Durante la mañana del martes 6 de enero, distintos líderes de Europa se expresaron en apoyo a Dinamarca con una declaración conjunta por Groenlandia, luego de las recientes amenazas y presiones emitidas por el presidente de los Estados Unidos Donald Trump. El mandatario de Norteamérica ha expresado en distintas oportunidades su interés en adquirir Groenlandia como territorio anexado, por proximidad geográfica y razones políticas. Para los líderes europeos la soberanía del territorio no se debe pasar por alto.
EL INTERÉS DE EEUU EN GROENLANDIA
Se sabe que el presidente de los Estados Unidos Donald Trump es bastante directo en su discurso y no se anda con rodeos para manifestar lo que desea y responde a los intereses de su país. En ese orden de cosas, y aunque internacionalmente la propuesta fue un tanto extrema e improbable, en 2019 manifestó su interés por anexar Groenlandia de una manera muy particular (algo que no sería insólito para los Estados Unidos): la compra del territorio a Dinamarca. Algo que fue categóricamente rechazado por los europeos.

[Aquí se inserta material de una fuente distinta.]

//! Gesture classification from finger masks and hand geometry.
//!
//! Most gestures are the finger mask itself.  A handful of masks are
//! ambiguous and get an extra geometric test: the pinch (thumb tip touching
//! index tip) and the two-finger family (spread V, closed, or stacked).

use super::fingers::{FingerMask, INDEX_BIT, MIDDLE_BIT, PINKY_BIT, RING_BIT, THUMB_BIT};
use super::landmarks::{HandJoint, HandObservation, HandRole};

// ── Gesture types ──────────────────────────────────────────

/// Recognized gestures.
#[derive(Debug, Clone, Copy, PartialEq, Eq, Hash)]
pub enum Gesture {
    /// All fingers closed.
    Fist,
    Pinky,
    Ring,
    Middle,
    /// Middle, ring and pinky open.
    LastThree,
    Index,
    /// Index and middle open, not otherwise disambiguated.
    FirstTwo,
    /// Index through pinky open.
    LastFour,
    Thumb,
    /// Rest state.  Also the initial stabilized gesture of every hand.
    OpenPalm,
    /// Index and middle spread apart.
    Victory,
    /// Index and middle together and level in depth.
    TwoFingerClosed,
    /// Thumb-index pinch on the major hand.
    PinchMajor,
    /// Thumb-index pinch on the minor hand.
    PinchMinor,
    /// Any other finger combination, carried as-is.
    Other(FingerMask),
}

impl Gesture {
    /// Map a finger mask to its gesture.  Named combinations get their own
    /// variant; everything else becomes [`Gesture::Other`].
    pub fn from_mask(mask: FingerMask) -> Self {
        const LAST_THREE: u8 = MIDDLE_BIT | RING_BIT | PINKY_BIT;
        const FIRST_TWO: u8 = INDEX_BIT | MIDDLE_BIT;
        const LAST_FOUR: u8 = INDEX_BIT | LAST_THREE;
        const PALM: u8 = THUMB_BIT | LAST_FOUR;

        match mask.bits() {
            0 => Self::Fist,
            PINKY_BIT => Self::Pinky,
            RING_BIT => Self::Ring,
            MIDDLE_BIT => Self::Middle,
            LAST_THREE => Self::LastThree,
            INDEX_BIT => Self::Index,
            FIRST_TWO => Self::FirstTwo,
            LAST_FOUR => Self::LastFour,
            THUMB_BIT => Self::Thumb,
            PALM => Self::OpenPalm,
            _ => Self::Other(mask),
        }
    }

    /// String representation for status output.
    pub fn as_str(&self) -> &'static str {
        match self {
            Self::Fist => "fist",
            Self::Pinky => "pinky",
            Self::Ring => "ring",
            Self::Middle => "middle",
            Self::LastThree => "last-three",
            Self::Index => "index",
            Self::FirstTwo => "first-two",
            Self::LastFour => "last-four",
            Self::Thumb => "thumb",
            Self::OpenPalm => "open-palm",
            Self::Victory => "victory",
            Self::TwoFingerClosed => "two-finger-closed",
            Self::PinchMajor => "pinch-major",
            Self::PinchMinor => "pinch-minor",
            Self::Other(_) => "other",
        }
    }

    /// Pinch gesture for a given hand role.
    pub fn pinch_for(role: HandRole) -> Self {
        match role {
            HandRole::Major => Self::PinchMajor,
            HandRole::Minor => Self::PinchMinor,
        }
    }
}

// ── Config ─────────────────────────────────────────────────

/// Thresholds for the geometric disambiguation tests.
#[derive(Debug, Clone)]
pub struct ClassifierConfig {
    /// Maximum thumb-tip to index-tip distance for a pinch.
    pub pinch_distance: f32,
    /// Tip spread over knuckle spread above which two fingers form a V.
    pub victory_spread_ratio: f32,
    /// Maximum index/middle tip depth difference for the closed variant.
    pub closed_depth: f32,
    /// Knuckle spread used when the index and middle knuckles coincide.
    pub zero_divisor: f32,
}

impl Default for ClassifierConfig {
    fn default() -> Self {
        Self {
            pinch_distance: 0.05,
            victory_spread_ratio: 1.7,
            closed_depth: 0.1,
            zero_divisor: 0.01,
        }
    }
}

// ── Classifier ─────────────────────────────────────────────

/// Turns a finger mask plus the observation it came from into a gesture.
#[derive(Debug, Clone, Default)]
pub struct GestureClassifier {
    pub config: ClassifierConfig,
}

impl GestureClassifier {
    pub fn new(config: ClassifierConfig) -> Self {
        Self { config }
    }

    pub fn classify(&self, mask: FingerMask, obs: &HandObservation, role: HandRole) -> Gesture {
        let raw = Gesture::from_mask(mask);
        match raw {
            Gesture::LastThree | Gesture::LastFour if self.is_pinched(obs) => {
                Gesture::pinch_for(role)
            }
            Gesture::FirstTwo => self.classify_two_finger(obs),
            other => other,
        }
    }

    fn is_pinched(&self, obs: &HandObservation) -> bool {
        obs.distance(HandJoint::IndexTip, HandJoint::ThumbTip) < self.config.pinch_distance
    }

    fn classify_two_finger(&self, obs: &HandObservation) -> Gesture {
        let tip_spread = obs.distance(HandJoint::IndexTip, HandJoint::MiddleTip);
        let knuckle_spread = obs.distance(HandJoint::IndexMcp, HandJoint::MiddleMcp);
        let knuckle_spread = if knuckle_spread < f32::EPSILON {
            self.config.zero_divisor
        } else {
            knuckle_spread
        };

        if tip_spread / knuckle_spread > self.config.victory_spread_ratio {
            Gesture::Victory
        } else if obs.depth_delta(HandJoint::IndexTip, HandJoint::MiddleTip)
            < self.config.closed_depth
        {
            Gesture::TwoFingerClosed
        } else {
            Gesture::Middle
        }
    }
}

// ── Tests ──────────────────────────────────────────────────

El interés de EE. UU. por adquirir Groenlandia ha sido una cuestión recurrente en la historia de los norteamericanos, desde 1867 luego de la compra de Alaska, durante la Segunda Guerra Mundial y con tratados que permitieron la colocación de bases estadounidenses en territorio groenlandés para defensa de la OTAN.

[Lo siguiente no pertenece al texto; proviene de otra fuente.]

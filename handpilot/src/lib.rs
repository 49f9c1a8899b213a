//! Handpilot - hand-gesture classification and analog control engine
//!
//! Turns per-frame hand skeletons into pointer, click, drag, scroll, volume
//! and brightness actions.

pub mod config;
pub mod control;
pub mod engine;
pub mod hand;
pub mod replay;
pub mod sexp;
pub mod sink;

pub use config::{ConfigError, EngineConfig};
pub use engine::{GestureEngine, StopHandle};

Para Donald Trump significa un punto estratégico y crítico para la defensa de América del Norte, un punto esencial para monitorear el Ártico y los movimientos navales rusos en el Atlántico Norte. Además representa la posición más corta entre el norte de América y Rusia, esencial para sistemas de defensa antimisiles. Además cuenta con minerales estratégicos, principalmente tierras raras como uranio, hierro y otros recursos estratégicos, aunque Trump haya negado que sean de su interés.
ANTECEDENTES
La tensión creció ante la designación de Jeff Landry como enviado especial de Trump por Estados Unidos para Groenlandia, un movimiento que generó el rechazo inmediato en Europa y Dinamarca. Landry no se contuvo al declarar abiertamente que su intención era convertir el territorio danés en parte de Estados Unidos. Desde la lógica de Trump, la necesidad de controlar Groenlandia responde a motivos de seguridad nacional, ya que alrededor del territorio hay «barcos rusos y chinos por todas partes», según el mandatario. Tampoco descartó el uso de la fuerza para anexionarla si eso fuera necesario. El presidente además podría presentar una propuesta para financiar el territorio con partidas superiores a los 600 millones de dólares anuales que Dinamarca destina a Groenlandia actualmente.
EL PRONUNCIAMIENTO DE LOS LÍDERES EUROPEOS
Emmanuel Macron, presidente de Francia; Friedrich Merz, canciller de Alemania; Giorgia Meloni, primera ministra de Italia; Donald Tusk, primer ministro de Polonia; Pedro Sánchez, primer ministro de España; Keir Starmer, primer ministro del Reino Unido; y Mette Frederiksen, primera ministra de Dinamarca firmaron la declaración que proclama que "Groenlandia pertenece a su pueblo. Es para Dinamarca y Groenlandia, y solo para ellos, decidir sobre asuntos que conciernen a Dinamarca y Groenlandia".
En la misma se reafirma el derecho internacional, ya que la integridad territorial y la soberanía son principios fundamentales, algo bastante debatido actualmente en el marco de la incursión militar de EE. UU. a Venezuela, y también se invoca la Carta de las Naciones Unidas. Si bien la carta reconoce a Estados Unidos como un "socio esencial" en la seguridad del Ártico, lo coloca dentro de un cumplimiento de normas internacionales.
De acuerdo con lo manifestado, la seguridad en el Ártico "debe lograrse colectivamente, en conjunción con aliados de la OTAN, incluyendo a Estados Unidos, adhiriéndose a los principios de la Carta de la ONU, incluyendo soberanía, integridad territorial e inviolabilidad de fronteras".